//! Storage-event dispatcher.
//!
//! Translates an object-storage upload notification into a task on the
//! work queue. Events without a document id are acknowledged and skipped
//! rather than retried, since redelivery cannot add the missing metadata.

use std::collections::HashMap;
use std::sync::Arc;

use serde::{Deserialize, Serialize};

use crate::errors::QueueError;
use crate::ingest::worker::IngestTask;
use crate::queue::MessageQueue;

/// Metadata key carrying the document id, set by the upload endpoint.
pub const DOC_ID_METADATA_KEY: &str = "doc-id";

/// An upload notification from object storage.
#[derive(Debug, Clone, Serialize, Deserialize)]
pub struct StorageEvent {
    pub bucket: String,
    pub key: String,
    #[serde(default)]
    pub metadata: HashMap<String, String>,
}

#[derive(Debug, Clone, PartialEq, Eq)]
pub enum DispatchOutcome {
    /// A task was enqueued for the given document id.
    Enqueued { doc_id: String },
    /// The event carried no document id and was dropped.
    Skipped,
}

/// Enqueue an ingestion task for an upload event.
pub async fn handle_storage_event(
    event: &StorageEvent,
    queue: &Arc<dyn MessageQueue>,
) -> Result<DispatchOutcome, QueueError> {
    let doc_id = match event.metadata.get(DOC_ID_METADATA_KEY) {
        Some(id) if !id.trim().is_empty() => id.clone(),
        _ => {
            tracing::warn!(
                "storage event for '{}' has no document id metadata, skipping",
                event.key
            );
            return Ok(DispatchOutcome::Skipped);
        }
    };

    let task = IngestTask {
        doc_id: doc_id.clone(),
        key: event.key.clone(),
    };
    queue.send(&task.to_json()).await?;

    tracing::info!("queued ingestion of document {} (key '{}')", doc_id, event.key);
    Ok(DispatchOutcome::Enqueued { doc_id })
}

• _AIM OF THE EXERCISE_
For the word "object", return every line of the records that holds it.

• _EXERCISE ANSWER_
//! Translates an object-storage upload notification into a task on the
/// An upload notification from object storage.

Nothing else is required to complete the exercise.